- Episode no.: Season 1 Episode 9
- Directed by: Jim Charleston
- Written by: Charles D. Holland
- Production code: 4C08
- Original air date: January 3, 1997

Guest appearances
- Glynn Turman as James Glen; Stephen James Lang as Bob Giebelhouse; Pablo Coffey as Cutter; Nevada Ash as Patricia Highsmith; Eileen Kenney as Beverly Bunn; Sandra Ferens as Mary Kay Highsmith; David Neale as John Highsmith; Roger Cross as Officer Shaw;

Episode chronology
| ← Previous "The Well-Worn Lock" | Next → "The Wild and the Innocent" |
- Millennium season 1

= Wide Open (Millennium) =

"Wide Open" is the ninth episode of the first season of the American crime thriller television series Millennium. It premiered on Fox on January 3, 1997. The episode was written by Charles D. Holland and directed by Jim Charleston. "Wide Open" featured guest appearances by Glynn Turman and Roger Cross.

Forensic profiler Frank Black (Lance Henriksen), a member of the private investigative organisation Millennium Group, tracks a serial killer who hides in his victims' homes and preys on those who feel most safe.
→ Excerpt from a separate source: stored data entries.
mod lexer;
mod parser;
mod reader;

pub use lexer::{tokenize, Token};
pub use parser::Parser;
pub use reader::{read_from_stdin, read_many, read_one, Reader};
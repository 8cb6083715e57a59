use quill_core::{mask, Env, Error, Value};

use crate::register_fn;

fn index_arg(name: &str, arg: &Value) -> Result<usize, Error> {
    match arg.as_integer() {
        Some(n) if n >= 0 => Ok(n as usize),
        _ => Err(Error::lisp(format!(
            "{name}: expected a non-negative integer index, got {arg}"
        ))),
    }
}

pub fn register(env: &Env) {
    register_fn(
        env,
        "make-vector",
        1,
        Some(2),
        &[mask::NUMBER, mask::ANY],
        |args, _| {
            let k = index_arg("make-vector", &args[0])?;
            let fill = args.get(1).cloned().unwrap_or(Value::Nil);
            Ok(Value::vector(vec![fill; k]))
        },
    );

    register_fn(env, "vector", 0, None, &[], |args, _| {
        Ok(Value::vector(args.to_vec()))
    });

    register_fn(env, "vector-length", 1, Some(1), &[mask::VECTOR], |args, _| {
        let v = args[0]
            .as_vector_rc()
            .ok_or_else(|| Error::lisp("vector-length: expected vector"))?;
        let len = v.borrow().len();
        Ok(Value::Number(len as f64))
    });

    register_fn(
        env,
        "vector-ref",
        2,
        Some(2),
        &[mask::VECTOR, mask::NUMBER],
        |args, _| {
            let v = args[0]
                .as_vector_rc()
                .ok_or_else(|| Error::lisp("vector-ref: expected vector"))?;
            let i = index_arg("vector-ref", &args[1])?;
            let items = v.borrow();
            items
                .get(i)
                .cloned()
                .ok_or_else(|| Error::lisp(format!("vector-ref: index {i} out of range")))
        },
    );

    register_fn(
        env,
        "vector-set!",
        3,
        Some(3),
        &[mask::VECTOR, mask::NUMBER, mask::ANY],
        |args, _| {
            let v = args[0]
                .as_vector_rc()
                .ok_or_else(|| Error::lisp("vector-set!: expected vector"))?;
            let i = index_arg("vector-set!", &args[1])?;
            let mut items = v.borrow_mut();
            match items.get_mut(i) {
                Some(slot) => {
                    *slot = args[2].clone();
                    Ok(Value::Nil)
                }
                None => Err(Error::lisp(format!("vector-set!: index {i} out of range"))),
            }
        },
    );

    register_fn(env, "vector->list", 1, Some(1), &[mask::VECTOR], |args, _| {
        let v = args[0]
            .as_vector_rc()
            .ok_or_else(|| Error::lisp("vector->list: expected vector"))?;
        let items = v.borrow().clone();
        Ok(Value::list_from_vec(items))
    });

    register_fn(env, "list->vector", 1, Some(1), &[mask::LIST], |args, _| {
        let items = args[0]
            .list_to_vec()
            .ok_or_else(|| Error::lisp(format!("Expect list, got {}", args[0])))?;
        Ok(Value::vector(items))
    });

    register_fn(
        env,
        "vector-fill!",
        2,
        Some(2),
        &[mask::VECTOR, mask::ANY],
        |args, _| {
            let v = args[0]
                .as_vector_rc()
                .ok_or_else(|| Error::lisp("vector-fill!: expected vector"))?;
            for slot in v.borrow_mut().iter_mut() {
                *slot = args[1].clone();
            }
            Ok(Value::Nil)
        },
    );
}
"Wide Open" was Charleston's second, and Holland's only, contribution to the series. The episode opens with a quote from the biblical Book of Job, and makes reference to author Patricia Highsmith. It received mixed reviews from critics.

==Plot==
A man named Cutter (Pablo Coffey) attends an open house viewing, where he is given a tour by the estate agent and seems to take an interest in the bedroom of a young girl. That night, the owners have returned home and are settling down when their daughter, Patricia, begins screaming. Later, a security guard for the family's alarm company finds the bodies of the parents, who have been hacked to death, but Patricia is nowhere to be seen.
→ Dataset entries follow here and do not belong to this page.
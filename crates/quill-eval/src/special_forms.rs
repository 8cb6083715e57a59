use quill_core::{intern, mask, resolve, Env, Error, Lambda, NativeProc, Promise, Signature, Spur, Value};

use crate::eval::eval_value;

/// Bind every special form into the root environment. Forms are ordinary
/// values carrying their own arity bounds and operand masks, so they are
/// first-class and shadowable, and the evaluator dispatches on the value
/// the head position evaluates to.
pub fn register(env: &Env) {
    register_form(env, "quote", 1, Some(1), &[], eval_quote);
    register_form(env, "if", 2, Some(3), &[], eval_if);
    register_form(
        env,
        "define",
        2,
        None,
        &[mask::SYMBOL | mask::PAIR, mask::ANY],
        eval_define,
    );
    register_form(env, "set!", 2, Some(2), &[mask::SYMBOL, mask::ANY], eval_set);
    register_form(env, "lambda", 2, None, &[mask::LIST], eval_lambda);
    register_form(env, "begin", 1, None, &[], eval_begin);
    register_form(env, "and", 0, None, &[], eval_and);
    register_form(env, "or", 0, None, &[], eval_or);
    register_form(
        env,
        "cond",
        0,
        None,
        &[mask::PAIR, mask::SAME_AS_REST],
        eval_cond,
    );
    register_form(env, "let", 2, None, &[], eval_let);
    register_form(env, "let*", 2, None, &[mask::LIST], eval_let_star);
    register_form(env, "letrec", 2, None, &[mask::LIST], eval_letrec);
    register_form(env, "do", 2, None, &[mask::LIST, mask::PAIR], eval_do);
    register_form(env, "delay", 1, Some(1), &[], eval_delay);
    register_form(env, "quasiquote", 1, Some(1), &[], eval_quasiquote);
}

fn register_form(
    env: &Env,
    name: &str,
    min: usize,
    max: Option<usize>,
    masks: &[u32],
    f: fn(&[Value], &Env) -> Result<Value, Error>,
) {
    env.define(
        intern(name),
        Value::special_form(NativeProc::new(name, Signature::new(min, max, masks), f)),
    );
}

fn eval_quote(args: &[Value], _env: &Env) -> Result<Value, Error> {
    Ok(args[0].clone())
}

fn eval_if(args: &[Value], env: &Env) -> Result<Value, Error> {
    let cond = eval_value(&args[0], env)?;
    if cond.is_truthy() {
        eval_value(&args[1], env)
    } else if let Some(alt) = args.get(2) {
        eval_value(alt, env)
    } else {
        Ok(Value::Nil)
    }
}

fn eval_define(args: &[Value], env: &Env) -> Result<Value, Error> {
    if let Some(name) = args[0].as_symbol_spur() {
        // (define name expr)
        if args.len() != 2 {
            return Err(Error::lisp("define: too many operands"));
        }
        let val = eval_value(&args[1], env)?;
        env.define(name, val);
        Ok(Value::Nil)
    } else {
        // (define (name params...) body...) — sugar for a named lambda
        let signature = args[0]
            .list_to_vec()
            .ok_or_else(|| Error::lisp(format!("Malformed define form: {}", args[0])))?;
        let name_val = signature
            .first()
            .ok_or_else(|| Error::lisp("Malformed define form: empty signature"))?;
        let name = name_val.as_symbol_spur().ok_or_else(|| {
            Error::lisp(format!(
                "In lambda definition, {name_val} is not a symbol name"
            ))
        })?;
        let params = parse_params(&signature[1..])?;
        env.define(
            name,
            Value::lambda(Lambda {
                params,
                body: args[1..].to_vec(),
                env: env.clone(),
                name: Some(name),
            }),
        );
        Ok(Value::Symbol(name))
    }
}

fn eval_set(args: &[Value], env: &Env) -> Result<Value, Error> {
    let name = args[0]
        .as_symbol_spur()
        .ok_or_else(|| Error::lisp("set!: name must be a symbol"))?;
    let val = eval_value(&args[1], env)?;
    if !env.assign(name, val) {
        return Err(Error::lisp(format!(
            "Variable {} not defined.",
            resolve(name)
        )));
    }
    Ok(Value::Nil)
}

fn parse_params(params: &[Value]) -> Result<Vec<Spur>, Error> {
    params
        .iter()
        .map(|p| {
            p.as_symbol_spur().ok_or_else(|| {
                Error::lisp(format!("Expect symbol in lambda parameter, found {p}"))
            })
        })
        .collect()
}

fn eval_lambda(args: &[Value], env: &Env) -> Result<Value, Error> {
    let param_list = args[0]
        .list_to_vec()
        .ok_or_else(|| Error::lisp(format!("Malformed lambda parameter list: {}", args[0])))?;
    let params = parse_params(&param_list)?;
    Ok(Value::lambda(Lambda {
        params,
        body: args[1..].to_vec(),
        env: env.clone(),
        name: None,
    }))
}

fn eval_begin(args: &[Value], env: &Env) -> Result<Value, Error> {
    let mut result = Value::Nil;
    for expr in args {
        result = eval_value(expr, env)?;
    }
    Ok(result)
}

fn eval_and(args: &[Value], env: &Env) -> Result<Value, Error> {
    let mut result = Value::Bool(true);
    for expr in args {
        result = eval_value(expr, env)?;
        if !result.is_truthy() {
            break;
        }
    }
    Ok(result)
}

fn eval_or(args: &[Value], env: &Env) -> Result<Value, Error> {
    let mut result = Value::Bool(false);
    for expr in args {
        result = eval_value(expr, env)?;
        if result.is_truthy() {
            break;
        }
    }
    Ok(result)
}

fn eval_cond(args: &[Value], env: &Env) -> Result<Value, Error> {
    let else_spur = intern("else");

    // Validate clause shape up front: every clause is a non-empty list and
    // `else` appears only in last position.
    let mut clauses = Vec::with_capacity(args.len());
    for (i, clause) in args.iter().enumerate() {
        let items = clause
            .list_to_vec()
            .ok_or_else(|| Error::lisp(format!("Malformed cond clause: {clause}")))?;
        if items.is_empty() {
            return Err(Error::lisp("Malformed cond clause: empty clause"));
        }
        let is_else = items[0].as_symbol_spur() == Some(else_spur);
        if is_else && i != args.len() - 1 {
            return Err(Error::lisp("else clause must be the last one."));
        }
        clauses.push((items, is_else));
    }

    for (items, is_else) in &clauses {
        let test = if *is_else {
            Value::Bool(true)
        } else {
            eval_value(&items[0], env)?
        };
        if test.is_truthy() {
            // A clause with only a test yields the test's value.
            let mut result = test;
            for expr in &items[1..] {
                result = eval_value(expr, env)?;
            }
            return Ok(result);
        }
    }
    Ok(Value::Nil)
}

/// One (name expr) binding out of a let-family binding list.
fn binding_parts(binding: &Value, form: &str) -> Result<(Spur, Value), Error> {
    let pair = binding
        .list_to_vec()
        .ok_or_else(|| Error::lisp(format!("{form}: each binding must be a list")))?;
    if pair.len() != 2 {
        return Err(Error::lisp(format!(
            "{form}: each binding must have 2 elements"
        )));
    }
    let name = pair[0]
        .as_symbol_spur()
        .ok_or_else(|| Error::lisp(format!("{form}: binding name must be a symbol")))?;
    Ok((name, pair[1].clone()))
}

fn eval_let(args: &[Value], env: &Env) -> Result<Value, Error> {
    // Named let: (let loop ((n v)...) body...)
    if let Some(loop_name) = args[0].as_symbol_spur() {
        if args.len() < 3 {
            return Err(Error::lisp("let: too few operands"));
        }
        let bindings = args[1]
            .list_to_vec()
            .ok_or_else(|| Error::lisp("let: bindings must be a list"))?;
        let mut params = Vec::with_capacity(bindings.len());
        let mut inits = Vec::with_capacity(bindings.len());
        for binding in &bindings {
            let (name, init) = binding_parts(binding, "let")?;
            params.push(name);
            inits.push(eval_value(&init, env)?);
        }

        // The lambda captures a frame that binds its own name, so the
        // body can self-recur.
        let loop_env = env.child();
        let lambda = Value::lambda(Lambda {
            params,
            body: args[2..].to_vec(),
            env: loop_env.clone(),
            name: Some(loop_name),
        });
        loop_env.define(loop_name, lambda.clone());
        return crate::eval::apply(&lambda, &inits, env);
    }

    // Plain let: bindings evaluated in the outer env, body in the child.
    let bindings = args[0]
        .list_to_vec()
        .ok_or_else(|| Error::lisp("let: bindings must be a list"))?;
    let new_env = env.child();
    for binding in &bindings {
        let (name, init) = binding_parts(binding, "let")?;
        let val = eval_value(&init, env)?;
        new_env.define(name, val);
    }
    eval_begin(&args[1..], &new_env)
}

fn eval_let_star(args: &[Value], env: &Env) -> Result<Value, Error> {
    let bindings = args[0]
        .list_to_vec()
        .ok_or_else(|| Error::lisp("let*: bindings must be a list"))?;
    let new_env = env.child();
    for binding in &bindings {
        let (name, init) = binding_parts(binding, "let*")?;
        // Sequential: each init sees the bindings before it.
        let val = eval_value(&init, &new_env)?;
        new_env.define(name, val);
    }
    eval_begin(&args[1..], &new_env)
}

fn eval_letrec(args: &[Value], env: &Env) -> Result<Value, Error> {
    let bindings = args[0]
        .list_to_vec()
        .ok_or_else(|| Error::lisp("letrec: bindings must be a list"))?;
    let new_env = env.child();

    // Pass 1: pre-bind every name to nil.
    let mut parts = Vec::with_capacity(bindings.len());
    for binding in &bindings {
        let (name, init) = binding_parts(binding, "letrec")?;
        new_env.define(name, Value::Nil);
        parts.push((name, init));
    }
    // Pass 2: evaluate each init in the child and overwrite.
    for (name, init) in parts {
        let val = eval_value(&init, &new_env)?;
        new_env.define(name, val);
    }
    eval_begin(&args[1..], &new_env)
}

fn eval_do(args: &[Value], env: &Env) -> Result<Value, Error> {
    let inits = args[0]
        .list_to_vec()
        .ok_or_else(|| Error::lisp("do: bindings must be a list"))?;
    let test_clause = args[1]
        .list_to_vec()
        .ok_or_else(|| Error::lisp("do: test clause must be a list"))?;
    if test_clause.is_empty() {
        return Err(Error::lisp("do: test clause must not be empty"));
    }

    let loop_env = env.child();
    let mut steps: Vec<(Spur, Option<Value>)> = Vec::with_capacity(inits.len());
    for init in &inits {
        let items = init
            .list_to_vec()
            .ok_or_else(|| Error::lisp("do: each binding must be a list"))?;
        if items.len() < 2 || items.len() > 3 {
            return Err(Error::lisp(
                "do: each binding must be (name init) or (name init step)",
            ));
        }
        let name = items[0]
            .as_symbol_spur()
            .ok_or_else(|| Error::lisp("do: binding name must be a symbol"))?;
        let val = eval_value(&items[1], &loop_env)?;
        loop_env.define(name, val);
        steps.push((name, items.get(2).cloned()));
    }

    while !eval_value(&test_clause[0], &loop_env)?.is_truthy() {
        for expr in &args[2..] {
            eval_value(expr, &loop_env)?;
        }
        // Steps update sequentially in the loop frame.
        for (name, step) in &steps {
            if let Some(step) = step {
                let val = eval_value(step, &loop_env)?;
                loop_env.define(*name, val);
            }
        }
    }

    eval_begin(&test_clause[1..], &loop_env)
}

fn eval_delay(args: &[Value], env: &Env) -> Result<Value, Error> {
    Ok(Value::promise(Promise {
        body: args[0].clone(),
        env: env.clone(),
        forced: std::cell::RefCell::new(None),
    }))
}

fn eval_quasiquote(args: &[Value], env: &Env) -> Result<Value, Error> {
    expand_quasiquote(&args[0], env, 1)
}

fn head_symbol(items: &[Value]) -> Option<String> {
    items.first().and_then(|v| v.as_symbol())
}

/// Quasiquote expansion with depth tracking: `unquote` and
/// `unquote-splicing` fire only at depth 1; deeper occurrences are
/// rebuilt with the depth adjusted. Non-list subforms come back verbatim.
fn expand_quasiquote(val: &Value, env: &Env, depth: usize) -> Result<Value, Error> {
    let Some(items) = val.list_to_vec() else {
        return Ok(val.clone());
    };
    if items.is_empty() {
        return Ok(val.clone());
    }

    match head_symbol(&items).as_deref() {
        Some("unquote") => {
            if items.len() != 2 {
                return Err(Error::lisp("unquote expects a single expression"));
            }
            if depth == 1 {
                return eval_value(&items[1], env);
            }
            let inner = expand_quasiquote(&items[1], env, depth - 1)?;
            return Ok(Value::list_from_vec(vec![Value::symbol("unquote"), inner]));
        }
        Some("quasiquote") => {
            if items.len() == 2 {
                let inner = expand_quasiquote(&items[1], env, depth + 1)?;
                return Ok(Value::list_from_vec(vec![
                    Value::symbol("quasiquote"),
                    inner,
                ]));
            }
        }
        _ => {}
    }

    let mut result = Vec::with_capacity(items.len());
    for item in &items {
        let splice_body = item.list_to_vec().filter(|xs| {
            head_symbol(xs).as_deref() == Some("unquote-splicing")
        });
        if let Some(inner) = splice_body {
            if inner.len() != 2 {
                return Err(Error::lisp("unquote-splicing expects a single expression"));
            }
            if depth == 1 {
                let spliced = eval_value(&inner[1], env)?;
                let elements = spliced
                    .list_to_vec()
                    .ok_or_else(|| Error::lisp(format!("Expect list, got {spliced}")))?;
                result.extend(elements);
            } else {
                let deeper = expand_quasiquote(&inner[1], env, depth - 1)?;
                result.push(Value::list_from_vec(vec![
                    Value::symbol("unquote-splicing"),
                    deeper,
                ]));
            }
            continue;
        }
        result.push(expand_quasiquote(item, env, depth)?);
    }
    Ok(Value::list_from_vec(result))
}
The Millennium Group dispatches profiler Frank Black (Lance Henriksen) to the scene, where he meets Seattle police lieutenant Bob Bletcher (Bill Smitrovich). Black examines the house's alarm system, noticing that it did not go off until the killer left the house. He deduces that the killer stayed hidden inside the house during the viewing, emerging that evening to kill the family. However, Black also notices something near an air vent; pulling it from the wall, he finds Patricia, alive but traumatized.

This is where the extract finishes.